I'll be drawing liberally from both the Post-Crisis comic continuity and various adaptations (especially the DCAU).
I know it's highly improbable that I'll get very far with this, but ideally this will be the first in a long series of fics. There will be "Phases" which advance the status quo (this is Phase One, later phases will start adding non-Batman fics), and standalone stories which will be more episodic until I put out the next phase. I have outlines for seven phases, introducing Justice League stories in Phase Two, and Teen Titans stories in Phase Three.
For now, this particular story takes place about a year into Batman's career.
Monday, December 26, 2016 – 10:15 PM – The Englehart Apartment Building, Gotham City, New Jersey, United States – Earth-0
It was a chilly December night in Gotham City when the Batman changed everything a second time. Change was something Gotham wasn't used to. In fact, the place had barely changed since the forties. For one thing, it was still run by old-fashioned mobsters, complete with pinstripe suits, fedoras, and over-the-top accents. Even the slang had barely changed. That was before the Batman.

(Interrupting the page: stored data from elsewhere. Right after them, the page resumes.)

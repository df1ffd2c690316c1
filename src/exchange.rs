//! Seams between the policy and the host pipeline's request and response
//! objects.

use crate::constants::header;
use crate::context::RequestContext;
use crate::headers::merge_vary;

/// Read-only access to an incoming request.
pub trait CorsRequest {
    fn method(&self) -> &str;

    /// Value of the named header. Lookups are case-insensitive.
    fn header(&self, name: &str) -> Option<&str>;

    fn context(&self) -> RequestContext<'_> {
        RequestContext {
            method: self.method(),
            origin: self.header(header::ORIGIN),
            access_control_request_method: self.header(header::ACCESS_CONTROL_REQUEST_METHOD),
            access_control_request_headers: self.header(header::ACCESS_CONTROL_REQUEST_HEADERS),
        }
    }
}

/// Mutable access to the response under construction.
pub trait CorsResponse {
    fn header(&self, name: &str) -> Option<&str>;

    /// Replaces any existing value of the named header.
    fn set_header(&mut self, name: &str, value: &str);

    /// Ends the exchange with `status` and an empty body.
    fn end(&mut self, status: u16);

    /// Adds `value` to `Vary` without dropping what other stages put there.
    fn append_vary(&mut self, value: &str) {
        let merged = merge_vary(self.header(header::VARY), value);
        if !merged.is_empty() {
            self.set_header(header::VARY, &merged);
        }
    }
}

/// A combined context bundling the request and its response.
pub trait Exchange {
    type Request: CorsRequest + ?Sized;
    type Response: CorsResponse + ?Sized;

    fn request(&self) -> &Self::Request;

    fn response_mut(&mut self) -> &mut Self::Response;
}
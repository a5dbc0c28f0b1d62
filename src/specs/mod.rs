// src/specs/mod.rs
//! Page-specific scraping specifications.
//!
//! Each spec encodes *where the ground truth lives in the HTML* of one page
//! and *how to extract it*: selector choice, tolerant scanning via
//! `core::html`, and light shaping into record structs. Caching, delivery and
//! UI concerns live in higher layers. Specs are testable offline against
//! captured or inline markup.

pub mod textbooks;
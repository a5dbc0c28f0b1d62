// src/scrape.rs
use std::error::Error;

use crate::{
    config::options::DocSource,
    core::net,
    progress::Progress,
    specs::textbooks::{self, TextbookRecord},
};

/// Resolve the document source and run one extraction pass over it.
/// Nothing is cached; every call re-reads the source.
pub fn run(
    source: &DocSource,
    mut progress: Option<&mut dyn Progress>,
) -> Result<Vec<TextbookRecord>, Box<dyn Error>> {
    if let Some(p) = progress.as_deref_mut() {
        p.begin(1);
        p.log("Loading listing…");
    }

    let doc = load_document(source)?;
    let records = textbooks::extract(&doc)?;

    if let Some(p) = progress.as_deref_mut() {
        p.item_done(0);
        p.finish();
    }
    logf!("Scrape: {} record(s) from {:?}", records.len(), source);
    Ok(records)
}

pub fn load_document(source: &DocSource) -> Result<String, Box<dyn Error>> {
    match source {
        DocSource::File(path) => Ok(std::fs::read_to_string(path)?),
        DocSource::Page(page) => net::http_get(page),
    }
}
// src/bin/cli.rs
use coop_clip::cli;

fn main() -> color_eyre::Result<()> {
    color_eyre::install()?;
    cli::run().map_err(|e| color_eyre::eyre::eyre!("{e}"))
}
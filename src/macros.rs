// src/macros.rs
#[macro_export]
macro_rules! s {
    // String shorthand!

    // Zero-arg → String::new()
    () => {
        ::std::string::String::new()
    };
    // Any single expression — works for literals, consts, or vars
    ($expr:expr) => {
        ::std::string::String::from($expr)
    };
}

#[macro_export]
macro_rules! join {
    // String-type concatenation shorthand!
    ($first:expr $(, $rest:expr)+ $(,)?) => {{
        let mut s = ::std::string::String::from($first);
        $(
            s.push_str($rest);
        )+
        s
    }};
}
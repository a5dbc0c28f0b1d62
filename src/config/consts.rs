// src/config/consts.rs

// Net config
pub const HOST: &str = "sit-coop.jp";
pub const PREFIX: &str = "/products/";

// Page shape markers (see specs::textbooks::SHAPE)
pub const CELL_CLASS: &str = "listlefttbloc";
pub const SUBJECT_MARKER: &str = "科目名";
pub const TEACHER_MARKER: &str = "教員名";
pub const SUBJECT_LABEL: &str = "【科目名】";
pub const TEACHER_LABEL: &str = "【教員名】";

// Clip text
pub const FIELD_SEP: &str = ", ";

// Confirmation prompt body, verbatim
pub const CONFIRM_MESSAGE: &str = "clip?";
// src/config/state.rs
use super::options::AppOptions;

#[derive(Clone, Debug)]
pub struct GuiState {
    /// Text of the source field (page name or saved HTML path)
    pub source_text: String,

    /// Whether the agree/cancel prompt is on screen
    pub confirm_open: bool,
}

impl Default for GuiState {
    fn default() -> Self {
        Self {
            source_text: s!(),
            confirm_open: false,
        }
    }
}

#[derive(Clone, Debug)]
pub struct AppState {
    pub options: AppOptions,
    pub gui: GuiState,
}

impl Default for AppState {
    fn default() -> Self {
        Self {
            options: AppOptions::default(),
            gui: GuiState::default(),
        }
    }
}
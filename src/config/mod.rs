// src/config/mod.rs

pub mod consts;
pub mod options;
pub mod state;
// src/cli.rs
use std::{env, io::BufRead, path::PathBuf};

use crate::{
    clip::{self, ClipSink, StdoutSink},
    config::consts::CONFIRM_MESSAGE,
    config::options::DocSource,
    progress::Progress,
    scrape,
};

pub struct Params {
    pub source: Option<DocSource>,
    pub yes: bool,
}

impl Params {
    pub fn new() -> Self {
        Self { source: None, yes: false }
    }
}

impl Default for Params {
    fn default() -> Self {
        Self::new()
    }
}

pub fn run() -> Result<(), Box<dyn std::error::Error>> {
    let mut params = Params::new();
    parse_cli(&mut params)?;
    run_with(params)
}

pub fn run_with(params: Params) -> Result<(), Box<dyn std::error::Error>> {
    let source = params
        .source
        .ok_or("Specify --file <path> or --page <name>")?;

    // Confirm before anything runs: cancel means no scrape and no output.
    let stdin = std::io::stdin();
    if !confirmed(stdin.lock(), params.yes) {
        eprintln!("Canceled.");
        return Ok(());
    }

    let mut prog = CliProgress;
    let records = scrape::run(&source, Some(&mut prog))?;

    let text = clip::to_clip_string(&records);
    StdoutSink.write(&text)?;
    eprintln!("{} record(s) copied out.", records.len());
    Ok(())
}

/// Terminal stand-in for the agree/cancel prompt. Anything but an explicit
/// yes counts as cancel.
pub fn confirmed(input: impl BufRead, yes_flag: bool) -> bool {
    if yes_flag {
        return true;
    }
    eprint!("{} [y/N] ", CONFIRM_MESSAGE);
    match input.lines().next() {
        Some(Ok(line)) => matches!(line.trim(), "y" | "Y" | "yes"),
        _ => false,
    }
}

fn parse_cli(params: &mut Params) -> Result<(), Box<dyn std::error::Error>> {
    let mut args = env::args().skip(1);
    while let Some(a) = args.next() {
        match a.as_str() {
            "-f" | "--file" => {
                let v = args.next().ok_or("Missing value for --file")?;
                params.source = Some(DocSource::File(PathBuf::from(v)));
            }
            "-p" | "--page" => {
                let v = args.next().ok_or("Missing value for --page")?;
                params.source = Some(DocSource::Page(v));
            }
            "-y" | "--yes" => params.yes = true,
            "-h" | "--help" => {
                eprintln!(include_str!("cli_help.txt"));
                std::process::exit(0);
            }
            _ => return Err(format!("Unknown arg: {}", a).into()),
        }
    }
    Ok(())
}

struct CliProgress;

impl Progress for CliProgress {
    fn log(&mut self, msg: &str) {
        eprintln!("{msg}");
    }
}

// ── Tests ──
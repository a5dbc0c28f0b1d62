// src/core/html.rs
// Low-level HTML string scanning helpers.
// These are deliberately naive but tailored to the co-op listing structure.
// They operate case-insensitively on ASCII tag/attribute names.

/// Find the next complete tag block `<tag ...> ... </tag>` from `from`
/// onwards, case-insensitive. Requires a real name boundary after the tag
/// name, so `<li` does not match `<link`. The first matching close tag wins;
/// the tags this crate scans for (`h3`, `ul`, `li`, `span`) do not nest on
/// the listing page.
pub fn next_tag_block_ci(s: &str, tag: &str, from: usize) -> Option<(usize, usize)> {
    let lc = to_lowercase_fast(s);
    let tag_lc = to_lowercase_fast(tag);

    let start = find_open_tag(&lc, &tag_lc, from)?;
    let open_end = lc[start..].find('>')? + start + 1;
    let close = find_close_tag(&lc, &tag_lc, open_end)?;
    let end = lc[close..].find('>')? + close + 1;
    Some((start, end))
}

/// Find the next element block whose `class` attribute carries `class` as a
/// whitespace-separated token, any tag name, from `from` onwards. The close
/// tag is matched with nesting depth for the same tag name, since the listing
/// cells are `<div>`s with nested `<div>`s inside.
pub fn next_class_block_ci(s: &str, class: &str, from: usize) -> Option<(usize, usize)> {
    let lc = to_lowercase_fast(s);
    let class_lc = to_lowercase_fast(class);

    let mut pos = from;
    loop {
        let start = lc.get(pos..)?.find('<')? + pos;
        let rest = &lc[start + 1..];
        if rest.starts_with('/') || rest.starts_with('!') {
            pos = start + 1;
            continue;
        }
        let open_end = lc[start..].find('>')? + start + 1;
        let open_tag = &lc[start..open_end];
        if has_class_token(open_tag, &class_lc) {
            // A stray `<` in text can merge into a nameless pseudo-tag;
            // skip it rather than end the scan early.
            if let Some(name) = tag_name(open_tag) {
                let end = matching_close(&lc, name, open_end)?;
                return Some((start, end));
            }
        }
        pos = open_end;
    }
}

/// Given a complete tag block like `<li ...>INNER</li>`,
/// return the INNER text without the wrapping tags (still may contain nested tags).
pub fn inner_after_open_tag(block: &str) -> String {
    if let Some(open_end) = block.find('>') {
        if let Some(close_start) = block.rfind('<') {
            if close_start > open_end {
                return block[open_end + 1..close_start].to_string();
            }
        }
    }
    String::new()
}

/// textContent-style view of a tag block: wrapping tags off, nested tags off,
/// entities decoded. Whitespace is left exactly as written; the normalizers
/// decide what whitespace means per field.
pub fn inner_text(block: &str) -> String {
    strip_tags(&normalize_entities(&inner_after_open_tag(block)))
}

/// Remove all HTML tags `<...>` from the string, keeping the text verbatim.
pub fn strip_tags(s: &str) -> String {
    let mut out = String::with_capacity(s.len());
    let mut in_tag = false;
    for ch in s.chars() {
        match ch {
            '<' => in_tag = true,
            '>' => in_tag = false,
            _ if !in_tag => out.push(ch),
            _ => {}
        }
    }
    out
}

/// Minimal HTML entity decoding: handle `&nbsp;` and `&amp;` only.
pub fn normalize_entities(s: &str) -> String {
    s.replace("&nbsp;", " ").replace("&amp;", "&")
}

/// Fast ASCII-only lowercasing for tag/attribute matching.
pub fn to_lowercase_fast(s: &str) -> String {
    s.chars()
        .map(|c| if c.is_ascii() { c.to_ascii_lowercase() } else { c })
        .collect()
}

/* ---------- scanning internals ---------- */

/// Locate `<tag` at or after `from` with a name boundary behind it.
fn find_open_tag(lc: &str, tag: &str, from: usize) -> Option<usize> {
    let pat = join!("<", tag);
    let mut pos = from;
    loop {
        let i = lc.get(pos..)?.find(&pat)? + pos;
        if boundary_at(lc, i + pat.len()) {
            return Some(i);
        }
        pos = i + 1;
    }
}

/// Locate `</tag` at or after `from` with a name boundary behind it.
fn find_close_tag(lc: &str, tag: &str, from: usize) -> Option<usize> {
    let pat = join!("</", tag);
    let mut pos = from;
    loop {
        let i = lc.get(pos..)?.find(&pat)? + pos;
        if boundary_at(lc, i + pat.len()) {
            return Some(i);
        }
        pos = i + 1;
    }
}

/// Tag name out of a complete open tag like `<div class="x">`.
fn tag_name(open_tag: &str) -> Option<&str> {
    let rest = open_tag.strip_prefix('<')?;
    let end = rest
        .find(|c: char| c.is_whitespace() || c == '>' || c == '/')
        .unwrap_or(rest.len());
    if end == 0 { None } else { Some(&rest[..end]) }
}

fn boundary_at(s: &str, idx: usize) -> bool {
    matches!(
        s.as_bytes().get(idx),
        None | Some(b' ' | b'\t' | b'\n' | b'\r' | b'>' | b'/')
    )
}

/// Close tag for an already-opened element, counting nested same-name opens.
/// Returns the index one past the closing `>`.
fn matching_close(lc: &str, name: &str, from: usize) -> Option<usize> {
    let mut depth = 1usize;
    let mut pos = from;
    loop {
        let close = find_close_tag(lc, name, pos)?;
        match find_open_tag(lc, name, pos) {
            Some(open) if open < close => {
                depth += 1;
                pos = lc[open..].find('>')? + open + 1;
            }
            _ => {
                depth -= 1;
                pos = lc[close..].find('>')? + close + 1;
                if depth == 0 {
                    return Some(pos);
                }
            }
        }
    }
}

/// `class="a b c"` token check. Tolerates single quotes, bare values and
/// spaces around `=`.
fn has_class_token(open_tag: &str, class: &str) -> bool {
    let Some(i) = open_tag.find("class") else {
        return false;
    };
    let after = open_tag[i + "class".len()..].trim_start();
    let Some(after) = after.strip_prefix('=') else {
        return false;
    };
    let after = after.trim_start();
    let value = match after.as_bytes().first() {
        Some(&q @ (b'"' | b'\'')) => {
            let rest = &after[1..];
            match rest.find(q as char) {
                Some(e) => &rest[..e],
                None => rest,
            }
        }
        _ => after
            .split(|c: char| c.is_whitespace() || c == '>')
            .next()
            .unwrap_or(""),
    };
    value.split_whitespace().any(|t| t == class)
}

// ── Tests ──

The first time, he'd changed everything just by existing. The mobs suddenly had an external force to worry about. The police weren't all corrupt, maybe not even half of them, but the corrupt ones made up the half that was in charge.

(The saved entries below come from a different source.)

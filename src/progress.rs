// src/progress.rs
/// Lightweight progress reporting used by the scrape pass.
/// Frontends (GUI/CLI) implement this to surface status to users.
pub trait Progress {
    /// Called at the start with the total number of items (if known).
    fn begin(&mut self, _total: usize) {}

    /// Free-form status line for human eyes.
    fn log(&mut self, _msg: &str) {}

    /// Called when one logical unit completes (e.g., a document was loaded).
    fn item_done(&mut self, _ix: usize) {}

    /// Called at the end, successful or not.
    fn finish(&mut self) {}
}

/// A no-op progress sink.
pub struct NullProgress;
impl Progress for NullProgress {}
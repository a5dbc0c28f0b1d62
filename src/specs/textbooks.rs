// src/specs/textbooks.rs
//
// The textbook listing page: one cell block per textbook, a heading with the
// title, and labeled list items carrying class and teacher names.

use std::error::Error;

use crate::config::consts::{CELL_CLASS, SUBJECT_MARKER, TEACHER_MARKER};
use crate::core::html::{inner_text, next_class_block_ci, next_tag_block_ci};
use crate::core::normalize::{normalize_class_name, normalize_teacher_name, normalize_title};

/// Versioned description of the markup shape this spec depends on. The cells
/// belong to one specific external page; when the site's markup drifts, the
/// mismatch shows up against this descriptor instead of as a silent wrong
/// extraction.
#[derive(Clone, Copy, Debug)]
pub struct PageShape {
    pub version: u32,
    pub cell_class: &'static str,
    pub title_tag: &'static str,
    pub list_tag: &'static str,
    pub item_tag: &'static str,
    pub label_tag: &'static str,
    pub subject_marker: &'static str,
    pub teacher_marker: &'static str,
}

/// Shape of the listing as of the 2024 site.
pub const SHAPE: PageShape = PageShape {
    version: 1,
    cell_class: CELL_CLASS,
    title_tag: "h3",
    list_tag: "ul",
    item_tag: "li",
    label_tag: "span",
    subject_marker: SUBJECT_MARKER,
    teacher_marker: TEACHER_MARKER,
};

/// One textbook cell, normalized and ready to serialize.
#[derive(Clone, Debug, PartialEq, Eq)]
pub struct TextbookRecord {
    pub title: String,
    pub class_name: String,
    pub teacher_name: String,
}

/// Extract every textbook cell from a listing document, in document order.
/// Zero cells is a valid empty result. A cell without a title heading fails
/// the whole extraction; the page always carries one and partial output would
/// be worse than a visible error.
pub fn extract(doc: &str) -> Result<Vec<TextbookRecord>, Box<dyn Error>> {
    extract_with(doc, &SHAPE)
}

pub fn extract_with(doc: &str, shape: &PageShape) -> Result<Vec<TextbookRecord>, Box<dyn Error>> {
    let mut records = Vec::new();
    let mut pos = 0usize;
    while let Some((cs, ce)) = next_class_block_ci(doc, shape.cell_class, pos) {
        records.push(extract_cell(&doc[cs..ce], shape)?);
        pos = ce;
    }
    Ok(records)
}

fn extract_cell(cell: &str, shape: &PageShape) -> Result<TextbookRecord, Box<dyn Error>> {
    // Title: first heading in the cell. Missing heading is fatal (see extract).
    let (h_s, h_e) = next_tag_block_ci(cell, shape.title_tag, 0)
        .ok_or_else(|| format!("textbook cell without <{}> heading", shape.title_tag))?;
    let title_raw = inner_text(&cell[h_s..h_e]);

    // Class/teacher: scan every list item in every list; a labeled span
    // claims the whole item text. Substring match, last hit wins, no hit
    // leaves the field empty.
    let mut class_raw = s!();
    let mut teacher_raw = s!();

    let mut ul_pos = 0usize;
    while let Some((ul_s, ul_e)) = next_tag_block_ci(cell, shape.list_tag, ul_pos) {
        let ul = &cell[ul_s..ul_e];
        ul_pos = ul_e;

        let mut li_pos = 0usize;
        while let Some((li_s, li_e)) = next_tag_block_ci(ul, shape.item_tag, li_pos) {
            let li = &ul[li_s..li_e];
            li_pos = li_e;
            let li_text = inner_text(li);

            let mut sp_pos = 0usize;
            while let Some((sp_s, sp_e)) = next_tag_block_ci(li, shape.label_tag, sp_pos) {
                let label = inner_text(&li[sp_s..sp_e]);
                sp_pos = sp_e;

                if label.contains(shape.subject_marker) {
                    class_raw = li_text.clone();
                } else if label.contains(shape.teacher_marker) {
                    teacher_raw = li_text.clone();
                }
            }
        }
    }

    Ok(TextbookRecord {
        title: normalize_title(&title_raw),
        class_name: normalize_class_name(&class_raw),
        teacher_name: normalize_teacher_name(&teacher_raw),
    })
}

// ── Tests ──

#[cfg(test)]
mod tests {
    use super::*;

    fn cell(title: &str, items: &str) -> String {
        format!(
            r#"<div class="listlefttbloc"><h3>{title}</h3><div class="meta"><ul>{items}</ul></div></div>"#
        )
    }

    #[test]
    fn extracts_labeled_fields() {
        let doc = cell(
            "  線形代数入門, ",
            "<li><span>【科目名】</span>線形代数ＩＩ,</li>\
             <li><span>【教員名】</span>　Ｔａｎａｋａ　</li>",
        );
        let recs = extract(&doc).unwrap();
        assert_eq!(recs.len(), 1);
        assert_eq!(recs[0].title, "線形代数入門");
        assert_eq!(recs[0].class_name, "線形代数II");
        assert_eq!(recs[0].teacher_name, "tanaka");
    }

    #[test]
    fn unlabeled_items_leave_fields_empty() {
        let doc = cell("Book", "<li><span>【価格】</span>1200円</li>");
        let recs = extract(&doc).unwrap();
        assert_eq!(recs[0].class_name, "");
        assert_eq!(recs[0].teacher_name, "");
    }

    #[test]
    fn last_labeled_item_wins() {
        let doc = cell(
            "Book",
            "<li><span>【科目名】</span>first</li>\
             <li><span>【科目名】</span>second</li>",
        );
        let recs = extract(&doc).unwrap();
        assert_eq!(recs[0].class_name, "second");
    }

    #[test]
    fn missing_heading_fails_the_whole_batch() {
        let ok = cell("Book A", "");
        let broken = r#"<div class="listlefttbloc"><p>no heading here</p></div>"#;
        let doc = join!(ok.as_str(), broken, &ok);
        assert!(extract(&doc).is_err());
    }

    #[test]
    fn marker_match_is_substring_containment() {
        // a span without the bracketed form still claims the item, and the
        // label strip removes nothing because 【科目名】 never appears
        let doc = cell(
            "Book",
            "<li><span>必修 科目名 欄</span>Systems 101</li>",
        );
        let recs = extract(&doc).unwrap();
        assert_eq!(recs[0].class_name, "必修 科目名 欄Systems 101");
    }
}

While they were inclined to look the other way when it came to most of the mobs' activities, they were specifically in the pocket of city councilman Rupert Thorne. Thorne, in turn, had been in the pocket of the Bertinelli mob until he had their leading family killed. Police Commissioner Loeb was Thorne's main stooge in the GCPD, while Sal Maroni, a former lieutenant of the Bertinellis, managed his criminal enterprises.
And it was under Sal Maroni's watch that the Batman made his big move. Every month, Maroni held a meeting in a different apartment, where he would explain to his enforcers the details of who was up to date on their payments, who wasn't, and who needed to disappear. This was one such meeting.

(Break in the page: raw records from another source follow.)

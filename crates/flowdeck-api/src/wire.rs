//! Wire types for the flows REST API and the push channel.
//!
//! Records mirror the JSON the server emits. Every struct keeps unknown
//! fields in a flattened `extra` map so nothing the server sends is lost
//! when a record is re-serialized.

use serde::{Deserialize, Serialize};
use serde_json::{Map, Value};

use crate::error::Error;

/// Resource name carried by flow-related push messages.
pub const FLOWS_RESOURCE: &str = "flows";

/// Push command that tells clients to discard everything and re-fetch.
pub const CMD_RESET: &str = "reset";

const CMD_ADD: &str = "add";
const CMD_UPDATE: &str = "update";
const CMD_REMOVE: &str = "remove";

// ── Flow records ────────────────────────────────────────────────────

/// A single flow as serialized by the server.
#[derive(Debug, Clone, Default, PartialEq, Serialize, Deserialize)]
#[serde(default)]
pub struct FlowRecord {
    pub id: String,
    #[serde(rename = "type")]
    pub flow_type: Option<String>,
    pub intercepted: bool,
    pub modified: bool,
    /// Older servers send a bool, newer ones a marker string (`""` when unmarked).
    pub marked: Value,
    pub client_conn: Option<ConnRecord>,
    pub request: Option<RequestRecord>,
    pub response: Option<ResponseRecord>,
    pub error: Option<ErrorRecord>,
    /// Seconds since the epoch, fractional.
    pub timestamp_created: Option<f64>,
    #[serde(flatten)]
    pub extra: Map<String, Value>,
}

#[derive(Debug, Clone, Default, PartialEq, Serialize, Deserialize)]
#[serde(default)]
pub struct ConnRecord {
    /// `[host, port]`
    pub peername: Option<Vec<Value>>,
    #[serde(flatten)]
    pub extra: Map<String, Value>,
}

#[derive(Debug, Clone, Default, PartialEq, Serialize, Deserialize)]
#[serde(default)]
pub struct RequestRecord {
    pub method: String,
    pub scheme: String,
    pub host: String,
    pub port: u16,
    pub path: String,
    pub http_version: String,
    pub pretty_host: Option<String>,
    #[serde(rename = "contentLength")]
    pub content_length: Option<u64>,
    pub timestamp_start: Option<f64>,
    #[serde(flatten)]
    pub extra: Map<String, Value>,
}

#[derive(Debug, Clone, Default, PartialEq, Serialize, Deserialize)]
#[serde(default)]
pub struct ResponseRecord {
    pub status_code: u16,
    pub reason: String,
    pub http_version: String,
    #[serde(rename = "contentLength")]
    pub content_length: Option<u64>,
    pub timestamp_end: Option<f64>,
    #[serde(flatten)]
    pub extra: Map<String, Value>,
}

#[derive(Debug, Clone, Default, PartialEq, Serialize, Deserialize)]
#[serde(default)]
pub struct ErrorRecord {
    pub msg: String,
    #[serde(flatten)]
    pub extra: Map<String, Value>,
}

/// Body of `GET /flows`. Accepts both the `{data: [...]}` envelope and a
/// bare array.
#[derive(Debug, Deserialize)]
#[serde(untagged)]
pub(crate) enum FlowList {
    Envelope { data: Vec<FlowRecord> },
    Bare(Vec<FlowRecord>),
}

impl FlowList {
    pub(crate) fn into_records(self) -> Vec<FlowRecord> {
        match self {
            Self::Envelope { data } | Self::Bare(data) => data,
        }
    }
}

// ── Push-channel messages ───────────────────────────────────────────

/// A decoded push-channel message.
///
/// Only the reset sentinel and the flow delta commands carry meaning;
/// everything else is surfaced as [`WsMessage::Unrecognized`] so callers
/// can drop it without treating it as fatal.
#[derive(Debug, Clone, PartialEq)]
pub enum WsMessage {
    Reset,
    Add(FlowRecord),
    Update(FlowRecord),
    Remove(String),
    Unrecognized {
        resource: Option<String>,
        cmd: Option<String>,
    },
}

#[derive(Debug, Deserialize)]
struct RawMessage {
    #[serde(default)]
    resource: Option<String>,
    #[serde(default)]
    cmd: Option<String>,
    #[serde(default)]
    data: Value,
}

impl WsMessage {
    /// Decode a text frame.
    pub fn parse(text: &str) -> Result<Self, Error> {
        let raw: RawMessage =
            serde_json::from_str(text).map_err(|e| Error::Protocol(e.to_string()))?;
        Self::from_raw(raw)
    }

    /// Decode an already-parsed JSON value.
    pub fn from_value(value: Value) -> Result<Self, Error> {
        let raw: RawMessage =
            serde_json::from_value(value).map_err(|e| Error::Protocol(e.to_string()))?;
        Self::from_raw(raw)
    }

    pub fn is_reset(&self) -> bool {
        matches!(self, Self::Reset)
    }

    fn from_raw(raw: RawMessage) -> Result<Self, Error> {
        let RawMessage {
            resource,
            cmd,
            data,
        } = raw;

        // Reset applies regardless of which resource announced it.
        if cmd.as_deref() == Some(CMD_RESET) {
            return Ok(Self::Reset);
        }
        if resource.as_deref().is_some_and(|r| r != FLOWS_RESOURCE) {
            return Ok(Self::Unrecognized { resource, cmd });
        }

        let name = cmd.clone().unwrap_or_default();
        match name.as_str() {
            CMD_ADD => decode_flow(data).map(Self::Add),
            CMD_UPDATE => decode_flow(data).map(Self::Update),
            CMD_REMOVE => remove_target(&data)
                .map(Self::Remove)
                .ok_or_else(|| Error::Protocol("remove message without a flow id".into())),
            _ => Ok(Self::Unrecognized { resource, cmd }),
        }
    }
}

fn decode_flow(data: Value) -> Result<FlowRecord, Error> {
    let record: FlowRecord =
        serde_json::from_value(data).map_err(|e| Error::Protocol(format!("bad flow payload: {e}")))?;
    if record.id.is_empty() {
        return Err(Error::Protocol("flow payload without an id".into()));
    }
    Ok(record)
}

/// `remove` carries either the bare id or the removed flow object.
fn remove_target(data: &Value) -> Option<String> {
    match data {
        Value::String(id) if !id.is_empty() => Some(id.clone()),
        Value::Object(map) => map
            .get("id")
            .and_then(Value::as_str)
            .filter(|id| !id.is_empty())
            .map(String::from),
        _ => None,
    }
}

#[cfg(test)]
#[allow(clippy::unwrap_used)]
mod tests {
    use pretty_assertions::assert_eq;
    use serde_json::json;

    use super::*;

    #[test]
    fn reset_is_recognized_for_any_resource() {
        let msg = WsMessage::parse(r#"{"resource":"events","cmd":"reset"}"#).unwrap();
        assert!(msg.is_reset());
        let msg = WsMessage::parse(r#"{"cmd":"reset"}"#).unwrap();
        assert!(msg.is_reset());
    }

    #[test]
    fn add_decodes_flow_payload() {
        let msg = WsMessage::from_value(json!({
            "resource": "flows",
            "cmd": "add",
            "data": {
                "id": "f1",
                "type": "http",
                "intercepted": true,
                "request": {"method": "GET", "host": "example.com", "port": 443, "path": "/"},
                "websocket": null
            }
        }))
        .unwrap();

        let WsMessage::Add(record) = msg else {
            panic!("expected Add, got {msg:?}");
        };
        assert_eq!(record.id, "f1");
        assert!(record.intercepted);
        assert_eq!(record.request.unwrap().host, "example.com");
        assert!(record.extra.contains_key("websocket"));
    }

    #[test]
    fn remove_accepts_bare_id_and_object() {
        let bare = WsMessage::parse(r#"{"resource":"flows","cmd":"remove","data":"f9"}"#).unwrap();
        assert_eq!(bare, WsMessage::Remove("f9".into()));

        let obj =
            WsMessage::parse(r#"{"resource":"flows","cmd":"remove","data":{"id":"f9"}}"#).unwrap();
        assert_eq!(obj, WsMessage::Remove("f9".into()));
    }

    #[test]
    fn remove_without_id_is_a_protocol_error() {
        let err = WsMessage::parse(r#"{"resource":"flows","cmd":"remove","data":42}"#).unwrap_err();
        assert!(matches!(err, Error::Protocol(_)));
    }

    #[test]
    fn other_resources_are_unrecognized() {
        let msg = WsMessage::parse(r#"{"resource":"events","cmd":"add","data":{}}"#).unwrap();
        assert_eq!(
            msg,
            WsMessage::Unrecognized {
                resource: Some("events".into()),
                cmd: Some("add".into()),
            }
        );
    }

    #[test]
    fn unknown_flow_commands_are_unrecognized() {
        let msg = WsMessage::parse(r#"{"resource":"flows","cmd":"frobnicate"}"#).unwrap();
        assert!(matches!(msg, WsMessage::Unrecognized { .. }));
    }

    #[test]
    fn malformed_json_is_a_protocol_error() {
        assert!(matches!(
            WsMessage::parse("{not json"),
            Err(Error::Protocol(_))
        ));
    }

    #[test]
    fn flow_list_accepts_envelope_and_bare_array() {
        let env: FlowList = serde_json::from_str(r#"{"data":[{"id":"a"},{"id":"b"}]}"#).unwrap();
        assert_eq!(env.into_records().len(), 2);
        let bare: FlowList = serde_json::from_str(r#"[{"id":"a"}]"#).unwrap();
        assert_eq!(bare.into_records()[0].id, "a");
    }
}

The room had been cleared of all furniture, except for a large oak table placed in the middle of the tiled floor, covered with the numerous papers and folders that contained the orders for Maroni's enforcers.
Maroni sat with his left side to the door, so that he could watch it, but wasn't blocked from it. His four associates were gathered around the table, three armed guards stood watch, and two more were outside the door. They had just come to the primary subject of the meeting.
"So, Freddy," said Maroni, "How's our nosy friend?"
Maroni referred to Police Captain James Gordon, who had recently launched an investigation into Thorne's operations.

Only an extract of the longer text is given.